A new report from the House Committee on Oversight and Accountability reveals that pharmacy-benefit managers (PBMs) are directing patients towards more costly medications while restricting their pharmacy options. This findings emerge after a 32-month investigation in advance of a hearing involving executives from the largest PBMs in the country.
PBMs act as third-party administrators for prescription drug plans on behalf of health insurers, negotiating prices with pharmaceutical companies and determining out-of-pocket costs for patients. The three largest PBMs—Express Scripts, UnitedHealth Group’s OptumRx, and CVS Health’s Caremark—handle about 80% of all prescriptions in the U.S.
The committee’s findings suggest that PBMs maintain lists of preferred medications that favor higher-priced brand names over less expensive alternatives. For instance, emails from Cigna staff mentioned the discouragement of cheaper alternatives to Humira, an arthritis treatment with an annual cost of $90,000, despite the availability of a similar biosimilar at half the price.

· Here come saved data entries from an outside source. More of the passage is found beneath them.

//! Error types shared by ingestion, modeling, storage and the API.

use thiserror::Error;

#[derive(Debug, Error)]
pub enum Error {
    #[error("IO error: {0}")]
    Io(#[from] std::io::Error),

    #[error("CSV error: {0}")]
    Csv(#[from] csv::Error),

    #[error("Serialization error: {0}")]
    Json(#[from] serde_json::Error),

    #[error("SQLite error: {0}")]
    Sqlite(#[from] rusqlite::Error),

    #[error("HTTP error: {0}")]
    Http(#[from] reqwest::Error),

    #[error("Store error: {0}")]
    Store(String),

    #[error("Crypto error: {0}")]
    Crypto(String),

    #[error("Configuration error: {0}")]
    Config(String),

    #[error("no features; load data first")]
    NoFeatures,

    #[error("Insufficient data: {0}")]
    InsufficientData(String),
}

pub type Result<T> = std::result::Result<T, Error>;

Additionally, Express Scripts informed patients that they would incur higher costs by filling prescriptions at local pharmacies compared to obtaining a three-month supply from their affiliated mail-order service, which limited patient choice.
Earlier this month, the U.S. Federal Trade Commission (FTC) released a similar report, expressing concern that the increasing concentration of the market allows the six largest PBMs to manage nearly 95% of all prescriptions filled in the United States. The FTC’s findings indicate that leading PBMs hold considerable influence over Americans’ access to affordable medications, suggesting a system that benefits their affiliated businesses while disadvantaging unaffiliated pharmacies, ultimately raising drug costs.
FTC Chair Lina M. Khan pointed out that these intermediaries are “overcharging patients for cancer drugs,” resulting in over $1 billion in additional revenue.